Dataset entries:
>>>

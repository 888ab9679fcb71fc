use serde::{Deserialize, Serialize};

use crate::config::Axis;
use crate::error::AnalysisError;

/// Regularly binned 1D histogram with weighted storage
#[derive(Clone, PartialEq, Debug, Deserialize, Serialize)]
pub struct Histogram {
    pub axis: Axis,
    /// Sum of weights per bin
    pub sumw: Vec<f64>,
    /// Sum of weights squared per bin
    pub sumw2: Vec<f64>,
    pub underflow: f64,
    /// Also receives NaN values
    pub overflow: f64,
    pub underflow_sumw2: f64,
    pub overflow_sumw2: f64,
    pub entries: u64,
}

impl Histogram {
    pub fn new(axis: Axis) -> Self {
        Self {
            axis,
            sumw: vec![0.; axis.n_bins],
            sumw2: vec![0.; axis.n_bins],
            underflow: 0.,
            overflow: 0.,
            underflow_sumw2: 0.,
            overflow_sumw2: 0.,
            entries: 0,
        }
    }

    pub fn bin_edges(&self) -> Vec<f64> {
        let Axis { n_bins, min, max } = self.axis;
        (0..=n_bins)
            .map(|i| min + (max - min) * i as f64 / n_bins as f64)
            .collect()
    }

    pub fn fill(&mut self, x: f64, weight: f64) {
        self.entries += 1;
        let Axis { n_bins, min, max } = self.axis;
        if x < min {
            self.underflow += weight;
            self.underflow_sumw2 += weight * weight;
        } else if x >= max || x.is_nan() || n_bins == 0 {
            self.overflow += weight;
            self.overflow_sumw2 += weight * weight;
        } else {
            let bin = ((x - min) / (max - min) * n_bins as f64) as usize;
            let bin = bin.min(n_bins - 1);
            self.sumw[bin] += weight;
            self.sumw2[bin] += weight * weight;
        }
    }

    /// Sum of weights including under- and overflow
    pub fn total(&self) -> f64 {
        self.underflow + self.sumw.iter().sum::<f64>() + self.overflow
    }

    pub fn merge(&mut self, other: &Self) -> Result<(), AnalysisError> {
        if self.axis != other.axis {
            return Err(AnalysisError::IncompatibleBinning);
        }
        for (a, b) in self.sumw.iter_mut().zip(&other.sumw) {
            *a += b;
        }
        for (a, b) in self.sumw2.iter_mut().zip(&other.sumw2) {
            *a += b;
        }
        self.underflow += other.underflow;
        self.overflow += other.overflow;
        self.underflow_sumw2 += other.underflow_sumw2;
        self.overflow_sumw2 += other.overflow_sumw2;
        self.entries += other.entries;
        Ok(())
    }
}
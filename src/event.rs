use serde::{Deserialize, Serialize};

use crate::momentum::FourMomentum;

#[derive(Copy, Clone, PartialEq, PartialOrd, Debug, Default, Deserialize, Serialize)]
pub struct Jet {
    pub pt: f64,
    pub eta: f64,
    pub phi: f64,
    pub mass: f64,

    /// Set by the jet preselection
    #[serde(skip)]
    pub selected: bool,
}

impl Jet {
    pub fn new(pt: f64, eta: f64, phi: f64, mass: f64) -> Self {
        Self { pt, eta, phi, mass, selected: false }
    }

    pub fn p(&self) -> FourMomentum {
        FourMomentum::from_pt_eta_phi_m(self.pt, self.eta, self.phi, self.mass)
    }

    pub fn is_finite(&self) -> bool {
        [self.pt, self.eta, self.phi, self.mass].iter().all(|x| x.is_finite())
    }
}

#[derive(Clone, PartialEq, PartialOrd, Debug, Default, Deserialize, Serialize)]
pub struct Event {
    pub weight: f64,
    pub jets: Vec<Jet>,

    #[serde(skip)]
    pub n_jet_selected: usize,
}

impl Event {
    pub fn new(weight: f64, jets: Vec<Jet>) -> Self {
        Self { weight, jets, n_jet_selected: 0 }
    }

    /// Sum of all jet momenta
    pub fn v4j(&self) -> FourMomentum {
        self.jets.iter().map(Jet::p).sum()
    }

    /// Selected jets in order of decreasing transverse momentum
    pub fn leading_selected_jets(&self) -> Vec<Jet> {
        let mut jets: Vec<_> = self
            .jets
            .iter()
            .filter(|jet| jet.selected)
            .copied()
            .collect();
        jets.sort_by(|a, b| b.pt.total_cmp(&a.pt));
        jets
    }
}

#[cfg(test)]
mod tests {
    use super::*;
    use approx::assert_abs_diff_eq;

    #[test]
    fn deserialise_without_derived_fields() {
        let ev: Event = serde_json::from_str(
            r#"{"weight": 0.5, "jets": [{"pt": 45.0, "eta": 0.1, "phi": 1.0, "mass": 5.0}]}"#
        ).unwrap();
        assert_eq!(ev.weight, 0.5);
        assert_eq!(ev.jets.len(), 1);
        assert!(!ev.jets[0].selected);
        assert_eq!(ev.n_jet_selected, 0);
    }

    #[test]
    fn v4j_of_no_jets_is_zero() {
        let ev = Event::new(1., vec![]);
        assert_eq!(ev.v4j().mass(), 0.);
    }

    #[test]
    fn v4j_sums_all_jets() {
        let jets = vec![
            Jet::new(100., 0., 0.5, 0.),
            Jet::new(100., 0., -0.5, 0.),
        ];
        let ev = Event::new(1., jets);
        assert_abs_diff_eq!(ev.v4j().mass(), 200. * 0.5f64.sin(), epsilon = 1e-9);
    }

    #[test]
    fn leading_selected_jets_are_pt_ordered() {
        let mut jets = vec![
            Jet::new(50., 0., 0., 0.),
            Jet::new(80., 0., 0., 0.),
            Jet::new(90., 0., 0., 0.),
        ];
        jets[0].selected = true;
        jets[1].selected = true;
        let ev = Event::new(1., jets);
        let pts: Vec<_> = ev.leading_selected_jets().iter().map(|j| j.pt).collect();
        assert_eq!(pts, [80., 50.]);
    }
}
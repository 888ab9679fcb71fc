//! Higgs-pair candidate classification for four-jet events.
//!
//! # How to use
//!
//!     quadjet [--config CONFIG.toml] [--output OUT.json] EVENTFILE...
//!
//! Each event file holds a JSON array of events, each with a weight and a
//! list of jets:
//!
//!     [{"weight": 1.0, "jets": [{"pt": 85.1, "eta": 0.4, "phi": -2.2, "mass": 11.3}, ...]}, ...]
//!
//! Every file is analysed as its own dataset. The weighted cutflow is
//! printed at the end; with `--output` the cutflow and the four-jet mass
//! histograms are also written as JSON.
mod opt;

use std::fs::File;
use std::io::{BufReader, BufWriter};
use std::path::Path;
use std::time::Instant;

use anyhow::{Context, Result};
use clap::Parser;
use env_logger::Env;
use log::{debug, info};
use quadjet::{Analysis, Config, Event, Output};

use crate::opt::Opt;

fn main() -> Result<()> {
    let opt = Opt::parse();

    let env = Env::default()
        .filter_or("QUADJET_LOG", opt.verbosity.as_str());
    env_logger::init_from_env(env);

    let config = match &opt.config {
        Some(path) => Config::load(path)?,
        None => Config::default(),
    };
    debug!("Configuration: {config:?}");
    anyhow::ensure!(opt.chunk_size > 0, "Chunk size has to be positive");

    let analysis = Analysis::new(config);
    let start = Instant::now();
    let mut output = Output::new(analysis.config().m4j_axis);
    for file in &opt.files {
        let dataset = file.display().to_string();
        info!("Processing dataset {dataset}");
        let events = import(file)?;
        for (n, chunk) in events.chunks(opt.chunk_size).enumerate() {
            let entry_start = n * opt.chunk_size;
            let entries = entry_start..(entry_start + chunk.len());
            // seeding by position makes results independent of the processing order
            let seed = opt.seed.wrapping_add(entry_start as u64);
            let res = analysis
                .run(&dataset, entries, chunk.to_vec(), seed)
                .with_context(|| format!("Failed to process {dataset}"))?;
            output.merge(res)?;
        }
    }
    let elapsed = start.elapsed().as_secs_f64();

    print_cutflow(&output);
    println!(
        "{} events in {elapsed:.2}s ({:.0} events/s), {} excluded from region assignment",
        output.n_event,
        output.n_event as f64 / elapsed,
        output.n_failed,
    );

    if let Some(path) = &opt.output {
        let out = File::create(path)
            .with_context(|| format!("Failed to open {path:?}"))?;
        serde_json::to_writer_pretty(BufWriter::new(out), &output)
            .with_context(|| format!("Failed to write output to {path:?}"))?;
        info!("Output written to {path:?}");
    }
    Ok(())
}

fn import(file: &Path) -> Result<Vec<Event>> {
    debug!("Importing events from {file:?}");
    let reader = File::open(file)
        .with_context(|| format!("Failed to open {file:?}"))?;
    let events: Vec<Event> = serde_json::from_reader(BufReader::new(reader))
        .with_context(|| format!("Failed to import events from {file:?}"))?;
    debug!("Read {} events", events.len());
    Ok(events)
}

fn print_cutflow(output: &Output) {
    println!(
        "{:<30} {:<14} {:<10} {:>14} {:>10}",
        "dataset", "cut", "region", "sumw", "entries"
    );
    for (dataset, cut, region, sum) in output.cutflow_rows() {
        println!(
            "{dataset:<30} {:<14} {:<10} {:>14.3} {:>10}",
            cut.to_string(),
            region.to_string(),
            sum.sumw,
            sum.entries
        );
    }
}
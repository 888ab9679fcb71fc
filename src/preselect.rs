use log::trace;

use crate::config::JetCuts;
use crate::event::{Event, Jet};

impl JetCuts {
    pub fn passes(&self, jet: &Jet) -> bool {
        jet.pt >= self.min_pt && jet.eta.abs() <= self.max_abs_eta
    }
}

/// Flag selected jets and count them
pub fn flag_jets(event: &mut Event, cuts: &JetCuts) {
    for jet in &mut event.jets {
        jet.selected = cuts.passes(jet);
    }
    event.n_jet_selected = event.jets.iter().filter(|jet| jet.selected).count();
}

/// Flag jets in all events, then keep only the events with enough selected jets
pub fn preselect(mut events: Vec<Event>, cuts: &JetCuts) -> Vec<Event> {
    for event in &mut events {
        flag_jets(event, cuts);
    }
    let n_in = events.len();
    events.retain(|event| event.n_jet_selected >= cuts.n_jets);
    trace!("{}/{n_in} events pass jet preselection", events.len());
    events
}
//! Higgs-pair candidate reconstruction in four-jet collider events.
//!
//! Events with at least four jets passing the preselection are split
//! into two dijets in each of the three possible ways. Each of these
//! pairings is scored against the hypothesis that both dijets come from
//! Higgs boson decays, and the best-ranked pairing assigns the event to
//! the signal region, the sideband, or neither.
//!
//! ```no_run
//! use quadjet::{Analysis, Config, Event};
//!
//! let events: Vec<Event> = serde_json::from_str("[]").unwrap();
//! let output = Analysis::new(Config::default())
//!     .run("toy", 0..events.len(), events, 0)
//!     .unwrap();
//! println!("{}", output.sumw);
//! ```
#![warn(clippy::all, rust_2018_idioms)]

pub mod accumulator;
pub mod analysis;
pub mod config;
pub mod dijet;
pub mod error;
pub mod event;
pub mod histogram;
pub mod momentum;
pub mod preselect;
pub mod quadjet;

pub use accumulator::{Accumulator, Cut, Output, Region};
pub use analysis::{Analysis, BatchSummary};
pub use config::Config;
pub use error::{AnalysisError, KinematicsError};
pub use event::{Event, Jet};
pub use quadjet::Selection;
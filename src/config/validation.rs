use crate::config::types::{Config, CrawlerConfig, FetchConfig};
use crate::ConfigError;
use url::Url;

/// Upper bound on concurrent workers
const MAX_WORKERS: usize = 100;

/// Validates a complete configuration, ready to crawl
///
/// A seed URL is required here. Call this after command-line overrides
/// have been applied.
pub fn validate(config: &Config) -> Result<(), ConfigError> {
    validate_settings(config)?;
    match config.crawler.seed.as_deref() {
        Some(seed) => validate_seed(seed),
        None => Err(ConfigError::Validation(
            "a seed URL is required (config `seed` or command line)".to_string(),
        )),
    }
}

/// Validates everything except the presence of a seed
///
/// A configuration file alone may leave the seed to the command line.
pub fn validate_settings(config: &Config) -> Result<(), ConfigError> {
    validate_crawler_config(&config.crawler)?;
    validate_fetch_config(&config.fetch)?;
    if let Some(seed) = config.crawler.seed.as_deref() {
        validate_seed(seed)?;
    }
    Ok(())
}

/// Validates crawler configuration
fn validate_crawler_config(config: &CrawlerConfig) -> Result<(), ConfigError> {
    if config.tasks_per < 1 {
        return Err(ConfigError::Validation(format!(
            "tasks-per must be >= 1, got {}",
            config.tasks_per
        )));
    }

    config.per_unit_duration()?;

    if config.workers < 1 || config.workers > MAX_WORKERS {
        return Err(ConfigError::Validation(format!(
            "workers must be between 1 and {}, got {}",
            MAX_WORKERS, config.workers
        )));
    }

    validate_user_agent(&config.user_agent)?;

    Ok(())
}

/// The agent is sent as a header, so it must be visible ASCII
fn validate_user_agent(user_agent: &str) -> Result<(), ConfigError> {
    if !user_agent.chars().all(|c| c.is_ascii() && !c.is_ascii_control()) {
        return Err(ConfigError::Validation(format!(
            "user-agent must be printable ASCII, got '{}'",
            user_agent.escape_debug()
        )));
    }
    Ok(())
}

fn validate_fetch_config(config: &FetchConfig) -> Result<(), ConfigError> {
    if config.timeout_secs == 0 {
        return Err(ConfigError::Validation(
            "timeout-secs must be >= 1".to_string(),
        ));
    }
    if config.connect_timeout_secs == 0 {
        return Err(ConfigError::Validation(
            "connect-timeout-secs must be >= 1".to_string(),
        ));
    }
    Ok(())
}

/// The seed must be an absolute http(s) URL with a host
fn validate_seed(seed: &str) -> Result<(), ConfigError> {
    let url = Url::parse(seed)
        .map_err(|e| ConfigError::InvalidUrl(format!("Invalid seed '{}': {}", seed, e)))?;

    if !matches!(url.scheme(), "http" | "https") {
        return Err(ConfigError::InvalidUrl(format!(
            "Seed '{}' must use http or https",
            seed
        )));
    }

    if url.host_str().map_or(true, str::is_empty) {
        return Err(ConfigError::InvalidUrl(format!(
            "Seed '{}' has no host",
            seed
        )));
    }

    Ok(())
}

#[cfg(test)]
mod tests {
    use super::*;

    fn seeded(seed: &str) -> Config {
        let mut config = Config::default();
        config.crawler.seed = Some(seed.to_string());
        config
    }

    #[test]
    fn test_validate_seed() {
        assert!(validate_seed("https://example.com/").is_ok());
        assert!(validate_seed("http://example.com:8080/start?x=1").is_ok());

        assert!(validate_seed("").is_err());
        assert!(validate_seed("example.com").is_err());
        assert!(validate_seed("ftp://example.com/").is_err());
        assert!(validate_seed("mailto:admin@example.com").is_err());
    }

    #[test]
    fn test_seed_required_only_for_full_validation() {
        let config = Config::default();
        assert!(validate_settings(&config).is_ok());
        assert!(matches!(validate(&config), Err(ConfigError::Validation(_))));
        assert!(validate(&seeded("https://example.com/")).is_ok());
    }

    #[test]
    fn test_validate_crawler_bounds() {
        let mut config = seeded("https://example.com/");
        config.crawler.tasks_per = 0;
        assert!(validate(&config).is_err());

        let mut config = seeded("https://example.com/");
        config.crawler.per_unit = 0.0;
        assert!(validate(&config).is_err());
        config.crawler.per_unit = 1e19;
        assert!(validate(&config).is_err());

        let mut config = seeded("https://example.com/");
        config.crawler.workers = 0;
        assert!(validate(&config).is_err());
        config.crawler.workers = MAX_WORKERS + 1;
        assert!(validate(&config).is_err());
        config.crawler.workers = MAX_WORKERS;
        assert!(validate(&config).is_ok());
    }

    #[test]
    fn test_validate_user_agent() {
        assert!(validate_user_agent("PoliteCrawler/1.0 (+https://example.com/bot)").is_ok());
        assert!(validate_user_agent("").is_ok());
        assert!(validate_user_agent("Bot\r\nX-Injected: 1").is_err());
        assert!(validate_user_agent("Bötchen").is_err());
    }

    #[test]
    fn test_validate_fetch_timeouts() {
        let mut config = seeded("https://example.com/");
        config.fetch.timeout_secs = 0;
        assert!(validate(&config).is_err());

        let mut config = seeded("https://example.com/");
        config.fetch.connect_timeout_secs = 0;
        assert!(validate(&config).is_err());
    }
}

<<<

Gather each line from the entries above that includes the word "open".

            .with_context(|| format!("Failed to open {path:?}"))?;
    let reader = File::open(file)
        .with_context(|| format!("Failed to open {file:?}"))?;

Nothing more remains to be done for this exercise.